After graduating from the Institute of Red Professors in 1924, where he entered in 1921, he became Head of the Department of History of the Soviet Union at the Communist University of the Toilers of the East (1924), Faculty of Ethnology of the 1st Moscow State University (1924–1928), 2nd Moscow State University (1924–1939, from 1930 – at the Moscow State Pedagogical University), department of the Voronezh State University (1928–1929). He also taught at the Institute of Nationalities of the USSR, Institute of Red Professors, Military Political Academy.

Shestakov became the first editor of the first Soviet historical journal, Marxist Historian, from 1926 to 1930. He was one of the organizers and leaders of the Society of Marxist Historians.
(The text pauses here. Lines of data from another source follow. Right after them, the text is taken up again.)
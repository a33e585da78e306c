//! What-if projections over the baseline risk factors.
//!
//! A projection re-keys each baseline factor against the statistics of a
//! simulation response. The last [`HISTORY_CAPACITY`] runs are kept, newest
//! first, for the comparison chart.

use crate::backend::ScoringBackend;
use crate::errors::AppError;
use crate::models::{
    AmountRange, RawStatistics, RiskFactor, RiskLevel, SimulationParameters, SimulationRun,
};
use crate::normalizer::subject_key;
use chrono::Utc;
use serde::Serialize;
use std::collections::VecDeque;
use std::sync::{Mutex, MutexGuard, PoisonError};
use uuid::Uuid;

pub const HISTORY_CAPACITY: usize = 3;

/// Projected values plus the subjects the response did not cover.
#[derive(Debug, Clone, PartialEq)]
pub struct Projection {
    pub values: Vec<f64>,
    /// Subjects that kept their baseline value.
    pub missing: Vec<String>,
}

/// Values aligned with `baseline`; subjects missing from `statistics` keep
/// their baseline value.
pub fn project(baseline: &[RiskFactor], statistics: &RawStatistics) -> Vec<f64> {
    project_detailed(baseline, statistics).values
}

pub fn project_detailed(baseline: &[RiskFactor], statistics: &RawStatistics) -> Projection {
    let mut missing = Vec::new();
    let values = baseline
        .iter()
        .map(|factor| match statistics.get(&subject_key(&factor.subject)) {
            Some(stat) => stat.value,
            None => {
                missing.push(factor.subject.clone());
                factor.value
            }
        })
        .collect();

    if !missing.is_empty() {
        tracing::debug!("Simulation kept baseline values for {:?}", missing);
    }

    Projection { values, missing }
}

/// Bounded newest-first list of runs.
#[derive(Debug, Clone, Default)]
pub struct SimulationHistory {
    runs: VecDeque<SimulationRun>,
    started: u64,
    generation: u64,
}

impl SimulationHistory {
    pub fn new() -> Self {
        Self::default()
    }

    /// Prepends `run`, evicting the oldest entry beyond capacity.
    pub fn push_run(&mut self, run: SimulationRun) -> Vec<SimulationRun> {
        self.runs.push_front(run);
        self.runs.truncate(HISTORY_CAPACITY);
        self.runs()
    }

    pub fn runs(&self) -> Vec<SimulationRun> {
        self.runs.iter().cloned().collect()
    }

    pub fn len(&self) -> usize {
        self.runs.len()
    }

    pub fn is_empty(&self) -> bool {
        self.runs.is_empty()
    }

    fn reset(&mut self) {
        self.runs.clear();
        self.started = 0;
        self.generation += 1;
    }
}

/// Outcome of one simulation, as returned to the simulation page.
#[derive(Debug, Clone, Serialize)]
#[serde(rename_all = "camelCase")]
pub struct SimulationOutcome {
    pub run: SimulationRun,
    pub history: Vec<SimulationRun>,
    pub missing_subjects: Vec<String>,
    pub suggested_amount: Option<AmountRange>,
    pub score: Option<f64>,
}

/// Runs simulations for one session, one at a time.
#[derive(Debug, Default)]
pub struct Simulator {
    history: Mutex<SimulationHistory>,
    in_flight: Mutex<Option<Uuid>>,
}

/// Releases the in-flight slot when the run finishes, whatever the outcome.
struct InFlightGuard<'a> {
    slot: &'a Mutex<Option<Uuid>>,
    token: Uuid,
}

impl Drop for InFlightGuard<'_> {
    fn drop(&mut self) {
        let mut slot = self.slot.lock().unwrap_or_else(PoisonError::into_inner);
        if *slot == Some(self.token) {
            *slot = None;
        }
    }
}

impl Simulator {
    pub fn new() -> Self {
        Self::default()
    }

    fn lock_history(&self) -> MutexGuard<'_, SimulationHistory> {
        self.history.lock().unwrap_or_else(PoisonError::into_inner)
    }

    fn begin(&self) -> Result<InFlightGuard<'_>, AppError> {
        let mut slot = self.in_flight.lock().unwrap_or_else(PoisonError::into_inner);
        if let Some(pending) = *slot {
            tracing::warn!("Rejecting simulation while request {} is pending", pending);
            return Err(AppError::SimulationInFlight);
        }
        let token = Uuid::new_v4();
        *slot = Some(token);
        Ok(InFlightGuard {
            slot: &self.in_flight,
            token,
        })
    }

    pub fn is_running(&self) -> bool {
        self.in_flight
            .lock()
            .unwrap_or_else(PoisonError::into_inner)
            .is_some()
    }

    pub fn history(&self) -> Vec<SimulationRun> {
        self.lock_history().runs()
    }

    /// Starts a fresh page visit: previous runs are discarded.
    pub fn reset(&self) {
        self.lock_history().reset();
    }

    /// Asks `backend` for a projection of `baseline` under `params`.
    ///
    /// On failure the history is left as it was and the error is returned.
    pub async fn run(
        &self,
        backend: &ScoringBackend,
        baseline: &[RiskFactor],
        params: SimulationParameters,
        label: Option<String>,
    ) -> Result<SimulationOutcome, AppError> {
        params.validate()?;
        let guard = self.begin()?;

        // Label is fixed at start so a run outliving its visit keeps that visit's ordinal
        let (generation, label) = {
            let history = self.lock_history();
            let label = label
                .filter(|l| !l.trim().is_empty())
                .unwrap_or_else(|| format!("Simulación {}", history.started + 1));
            (history.generation, label)
        };
        tracing::info!("Simulation '{}' started (request {})", label, guard.token);

        let response = backend.submit_simulation(&params).await.map_err(|e| {
            tracing::warn!("Simulation request {} failed: {}", guard.token, e);
            e
        })?;

        let raw_risk_level = response.nivel_riesgo.clone().ok_or_else(|| {
            AppError::MalformedPayload("simulation response has no risk level".to_string())
        })?;

        let projection = project_detailed(baseline, &response.statistics());

        let (run, history) = {
            let mut history = self.lock_history();
            let stale = history.generation != generation;
            if !stale {
                history.started += 1;
            }
            let run = SimulationRun {
                label,
                projected_values: projection.values,
                risk_level: RiskLevel::from_label(&raw_risk_level),
                raw_risk_level,
                parameters: params,
                created_at: Utc::now(),
            };
            if stale {
                tracing::debug!("Discarding simulation {} from a previous visit", guard.token);
                let runs = history.runs();
                (run, runs)
            } else {
                let runs = history.push_run(run.clone());
                (run, runs)
            }
        };

        drop(guard);
        Ok(SimulationOutcome {
            run,
            history,
            missing_subjects: projection.missing,
            suggested_amount: response.monto_sugerido,
            score: response.score,
        })
    }
}

#[cfg(test)]
mod tests {
    use super::*;
    use crate::models::Statistic;

    fn factor(subject: &str, value: f64) -> RiskFactor {
        RiskFactor {
            subject: subject.to_string(),
            value,
            max_value: 150.0,
        }
    }

    fn run(label: &str) -> SimulationRun {
        SimulationRun {
            label: label.to_string(),
            projected_values: vec![1.0],
            risk_level: RiskLevel::Medium,
            raw_risk_level: "Medio".to_string(),
            parameters: SimulationParameters::default(),
            created_at: Utc::now(),
        }
    }

    fn labels(runs: &[SimulationRun]) -> Vec<&str> {
        runs.iter().map(|r| r.label.as_str()).collect()
    }

    #[test]
    fn test_project_uses_remote_values_and_keeps_missing() {
        let baseline = vec![factor("Ventas", 120.0), factor("Reputación", 98.0)];
        let mut stats = RawStatistics::new();
        stats.insert(
            "ventas".to_string(),
            Statistic {
                value: 140.0,
                max: 150.0,
            },
        );

        let projection = project_detailed(&baseline, &stats);
        assert_eq!(projection.values, vec![140.0, 98.0]);
        assert_eq!(projection.missing, vec!["Reputación"]);
        assert_eq!(project(&baseline, &RawStatistics::new()), vec![120.0, 98.0]);
    }

    #[test]
    fn test_history_eviction() {
        let mut history = SimulationHistory::new();
        history.push_run(run("run1"));
        history.push_run(run("run2"));
        let three = history.push_run(run("run3"));
        assert_eq!(labels(&three), vec!["run3", "run2", "run1"]);

        let four = history.push_run(run("run4"));
        assert_eq!(labels(&four), vec!["run4", "run3", "run2"]);
        assert_eq!(history.len(), HISTORY_CAPACITY);
    }

    #[tokio::test]
    async fn test_offline_run_records_history() {
        let simulator = Simulator::new();
        let baseline = vec![factor("Ventas_anuales", 0.0), factor("Activos", 85.0)];

        let outcome = simulator
            .run(
                &ScoringBackend::Offline,
                &baseline,
                SimulationParameters {
                    income: 100.0,
                    reputation: 80.0,
                    on_time_payment: 100.0,
                },
                None,
            )
            .await
            .unwrap();

        assert_eq!(outcome.run.label, "Simulación 1");
        assert_eq!(outcome.run.projected_values, vec![100_000.0, 85.0]);
        assert_eq!(outcome.run.risk_level, RiskLevel::Low);
        assert_eq!(outcome.missing_subjects, vec!["Activos"]);
        assert_eq!(simulator.history().len(), 1);
        assert!(!simulator.is_running());
    }

    #[tokio::test]
    async fn test_invalid_parameters_leave_history_untouched() {
        let simulator = Simulator::new();
        let err = simulator
            .run(
                &ScoringBackend::Offline,
                &[],
                SimulationParameters {
                    reputation: -5.0,
                    ..Default::default()
                },
                None,
            )
            .await
            .unwrap_err();

        assert!(matches!(err, AppError::BadRequest(_)));
        assert!(simulator.history().is_empty());
    }

    #[test]
    fn test_second_run_rejected_while_in_flight() {
        let simulator = Simulator::new();
        let guard = simulator.begin().unwrap();
        assert!(matches!(
            simulator.begin(),
            Err(AppError::SimulationInFlight)
        ));
        drop(guard);
        assert!(simulator.begin().is_ok());
    }

    #[tokio::test]
    async fn test_reset_clears_history_and_numbering() {
        let simulator = Simulator::new();
        for _ in 0..2 {
            simulator
                .run(
                    &ScoringBackend::Offline,
                    &[],
                    SimulationParameters::default(),
                    None,
                )
                .await
                .unwrap();
        }
        assert_eq!(simulator.history().len(), 2);

        simulator.reset();
        assert!(simulator.history().is_empty());

        let outcome = simulator
            .run(
                &ScoringBackend::Offline,
                &[],
                SimulationParameters::default(),
                Some("Escenario optimista".to_string()),
            )
            .await
            .unwrap();
        assert_eq!(outcome.run.label, "Escenario optimista");
        assert_eq!(labels(&outcome.history), vec!["Escenario optimista"]);
    }
}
In 1930 he was elected a full member of the Communist Academy under the Central Executive Committee of the Soviet Union.

From 1930 to 1935 he was deputy director for science, acting director of the Museum of the Revolution of the Soviet Union.

In 1935, the Committee on Scientists and Educational Institutions was approved by a full member of the Institute of Nationalities and was awarded the title of professor.

In 1937, the All-Union Committee for Higher Education awarded him the degree of Doctor of Historical Sciences.

In 1939 he was the head of the 19th–20th centuries Soviet Union history sector, in 1939–1941 he was a senior researcher at the Institute of History of the Academy of Sciences of the Soviet Union.

His main works are devoted mainly to the agrarian history of Russia of the 1861–1917 period. He also led the team of authors of the textbook "A Short Course in the History of the Soviet Union" for the 3-4th grades of the secondary school (1937). It is noted that he is best known as the author of this textbook.